[Aim of the task]
Report each line of the entries below that has the word "itself" in it.
---- Data to examine
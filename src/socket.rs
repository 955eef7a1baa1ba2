//! WebSocket client contract consumed by the transport.
//!
//! The transport never performs frame I/O itself. It drives an abstract
//! client through fire-and-forget methods and observes it through a stream
//! of [`SocketEvent`]s delivered on an `mpsc` channel (the "delegate"). A
//! production implementation backed by `tokio-tungstenite` lives in
//! [`crate::ws`]; tests script their own.

use std::time::Duration;

use tokio::sync::mpsc;

/// Callback invoked once a native ping frame has been written.
pub type PingCompletion = Box<dyn FnOnce() + Send + 'static>;

/// Events a [`WebSocketClient`] reports to its delegate.
#[derive(Debug)]
pub enum SocketEvent {
    /// The socket finished its handshake and is open.
    Connected,
    /// The socket closed; `Some` carries the error text for abnormal closes.
    Disconnected(Option<String>),
    /// A UTF-8 text frame arrived.
    Text(String),
    /// A binary frame arrived. The transport logs and ignores these.
    Binary(Vec<u8>),
    /// A native ping frame arrived (the client answers it itself).
    Ping(Vec<u8>),
    /// A native pong frame arrived.
    Pong(Vec<u8>),
}

/// The HTTP request a client connects with: URL plus headers. Header edits
/// take effect on the next (re)connection.
#[derive(Debug, Clone, Default)]
pub struct SocketRequest {
    /// Target URL (`ws://`, `wss://`, or an `http(s)` URL the client is
    /// expected to scheme-convert).
    pub url: String,
    headers: Vec<(String, String)>,
}

impl SocketRequest {
    /// A request for `url` with no headers.
    #[must_use]
    pub fn new(url: impl Into<String>) -> Self {
        Self {
            url: url.into(),
            headers: Vec::new(),
        }
    }

    /// Set `name` to `value`, replacing any existing value. Header names
    /// compare case-insensitively.
    pub fn set_header(&mut self, name: impl Into<String>, value: impl Into<String>) {
        let name = name.into();
        let value = value.into();
        if let Some(existing) = self
            .headers
            .iter_mut()
            .find(|(n, _)| n.eq_ignore_ascii_case(&name))
        {
            existing.1 = value;
        } else {
            self.headers.push((name, value));
        }
    }

    /// The URL to dial, with an `http(s)` scheme rewritten to `ws(s)`.
    /// Other schemes pass through untouched.
    #[must_use]
    pub fn ws_url(&self) -> String {
        match self.url.split_once("://") {
            Some(("http", rest)) => format!("ws://{rest}"),
            Some(("https", rest)) => format!("wss://{rest}"),
            _ => self.url.clone(),
        }
    }

    /// Current value of `name`, if set.
    #[must_use]
    pub fn header(&self, name: &str) -> Option<&str> {
        self.headers
            .iter()
            .find(|(n, _)| n.eq_ignore_ascii_case(name))
            .map(|(_, v)| v.as_str())
    }

    /// All headers in insertion order.
    #[must_use]
    pub fn headers(&self) -> &[(String, String)] {
        &self.headers
    }
}

/// Abstract WebSocket client.
///
/// All methods are fire-and-forget: `connect` must not block on the
/// handshake and `write_text` must not block on the network. Outcomes are
/// reported through the delegate channel installed with
/// [`Self::set_delegate`]. Clearing the delegate detaches the client from
/// its observer; no events may be sent afterwards.
pub trait WebSocketClient: Send + 'static {
    /// Mutable access to the connection request (URL and headers).
    fn request_mut(&mut self) -> &mut SocketRequest;

    /// Install or clear the delegate event channel.
    fn set_delegate(&mut self, delegate: Option<mpsc::UnboundedSender<SocketEvent>>);

    /// Start connecting. Reports `SocketEvent::Connected` or
    /// `SocketEvent::Disconnected(Some(_))` on failure.
    fn connect(&mut self);

    /// Start disconnecting. With `force_timeout` the client abandons a
    /// stalled close handshake after the given duration.
    fn disconnect(&mut self, force_timeout: Option<Duration>);

    /// Write a UTF-8 text frame.
    fn write_text(&mut self, text: String);

    /// Write a native ping frame; `completion` runs once it has been sent.
    fn write_ping(&mut self, data: Vec<u8>, completion: Option<PingCompletion>);

    /// Whether this client can route through a SOCKS proxy. Feature-detected:
    /// implementations without the capability keep the default.
    fn supports_socks_proxy(&self) -> bool {
        false
    }

    /// Enable or disable SOCKS proxying. No-op for clients without the
    /// capability.
    fn set_socks_proxy_enabled(&mut self, _enabled: bool) {}
}

#[cfg(test)]
mod tests {
    use super::*;

    #[test]
    fn test_set_header_replaces_case_insensitively() {
        let mut request = SocketRequest::new("wss://example.com/graphql");
        request.set_header("Authorization", "Bearer a");
        request.set_header("authorization", "Bearer b");

        assert_eq!(request.headers().len(), 1);
        assert_eq!(request.header("AUTHORIZATION"), Some("Bearer b"));
    }

    #[test]
    fn test_header_missing_is_none() {
        let request = SocketRequest::new("wss://example.com/graphql");
        assert_eq!(request.header("X-Missing"), None);
    }

    #[test]
    fn test_ws_url_rewrites_http_schemes() {
        assert_eq!(
            SocketRequest::new("https://api.local/graphql").ws_url(),
            "wss://api.local/graphql"
        );
        assert_eq!(
            SocketRequest::new("http://api.local:4000/graphql").ws_url(),
            "ws://api.local:4000/graphql"
        );
    }

    #[test]
    fn test_ws_url_keeps_websocket_schemes() {
        assert_eq!(
            SocketRequest::new("wss://api.local/graphql").ws_url(),
            "wss://api.local/graphql"
        );
        assert_eq!(
            SocketRequest::new("ws://api.local/graphql").ws_url(),
            "ws://api.local/graphql"
        );
    }
}
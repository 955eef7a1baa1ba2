//! GraphQL-over-WebSocket sub-protocol selection.
//!
//! Exactly two sub-protocols exist, negotiated through the
//! `Sec-WebSocket-Protocol` request header. The choice is fixed when the
//! transport is constructed and carried as a typed value from then on --
//! nothing re-inspects headers per send.

use crate::message::MessageKind;

/// The negotiated GraphQL-over-WebSocket sub-protocol.
#[derive(Debug, Clone, Copy, PartialEq, Eq)]
pub enum WsProtocol {
    /// Legacy `graphql-ws` protocol: operations start with `start` and stop
    /// with `stop`.
    GraphqlWs,
    /// Modern `graphql-transport-ws` protocol: operations start with
    /// `subscribe` and stop with `complete`.
    GraphqlTransportWs,
}

impl WsProtocol {
    /// Value for the `Sec-WebSocket-Protocol` request header.
    #[must_use]
    pub const fn header_value(self) -> &'static str {
        match self {
            Self::GraphqlWs => "graphql-ws",
            Self::GraphqlTransportWs => "graphql-transport-ws",
        }
    }

    /// Message kind that starts an operation under this sub-protocol.
    #[must_use]
    pub const fn start_kind(self) -> MessageKind {
        match self {
            Self::GraphqlWs => MessageKind::Start,
            Self::GraphqlTransportWs => MessageKind::Subscribe,
        }
    }

    /// Message kind that stops an operation under this sub-protocol.
    #[must_use]
    pub const fn stop_kind(self) -> MessageKind {
        match self {
            Self::GraphqlWs => MessageKind::Stop,
            Self::GraphqlTransportWs => MessageKind::Complete,
        }
    }
}
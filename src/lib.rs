//! GraphQL subscription transport over WebSocket.
//!
//! This crate multiplexes many GraphQL operations -- subscriptions,
//! queries, mutations -- onto a single WebSocket connection under either of
//! the two GraphQL-over-WebSocket sub-protocols, and hands each caller a
//! stream of decoded results. Connection lifecycle, the pre-ack outbound
//! queue, reconnection with subscription replay, and keep-alive handling
//! are managed internally.
//!
//! # Architecture
//!
//! - **[`transport`]** - public facade and the worker task driving the
//!   connection state machine
//! - **[`message`]** - pure JSON codec for the wire envelope
//! - **[`queue`]** - integer-keyed pre-ack staging for outbound frames
//! - **[`registry`]** - operation id → result sink mapping, plus the
//!   subscribe frames retained for replay
//! - **[`socket`]** - the abstract WebSocket client the core drives
//! - **[`ws`]** - default socket client over `tokio-tungstenite`
//!
//! # Usage
//!
//! ```ignore
//! use graphql_ws_transport::{
//!     GraphQLOperation, SocketRequest, TransportConfig, TungsteniteClient,
//!     WebSocketTransport, WsProtocol,
//! };
//!
//! let client = TungsteniteClient::new(SocketRequest::new("wss://example.com/graphql"));
//! let transport = WebSocketTransport::new(
//!     Box::new(client),
//!     WsProtocol::GraphqlTransportWs,
//!     TransportConfig::default(),
//! );
//!
//! let mut ticks = transport.send(&GraphQLOperation::subscription(
//!     "subscription { tick }",
//! ))?;
//! while let Some(result) = ticks.recv().await {
//!     println!("tick: {:?}", result?);
//! }
//! # Ok::<(), graphql_ws_transport::TransportError>(())
//! ```

pub mod config;
pub mod error;
pub mod message;
pub mod operation;
pub mod protocol;
pub mod queue;
pub mod registry;
pub mod socket;
pub mod transport;
pub mod ws;

// Re-export commonly used types
pub use config::TransportConfig;
pub use error::TransportError;
pub use message::{MessageKind, WireMessage};
pub use operation::{
    DefaultRequestBodyCreator, GraphQLOperation, OperationIdGenerator, OperationKind,
    RequestBodyCreator, SequentialIdGenerator,
};
pub use protocol::WsProtocol;
pub use registry::{OperationResult, ResultReceiver};
pub use socket::{PingCompletion, SocketEvent, SocketRequest, WebSocketClient};
pub use transport::{
    ConnectionState, OperationHandle, TransportDelegate, WebSocketTransport, CLIENT_NAME_HEADER,
    CLIENT_VERSION_HEADER,
};
pub use ws::TungsteniteClient;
--------
[Reply to the exercise]
//! The transport never performs frame I/O itself. It drives an abstract
    /// A native ping frame arrived (the client answers it itself).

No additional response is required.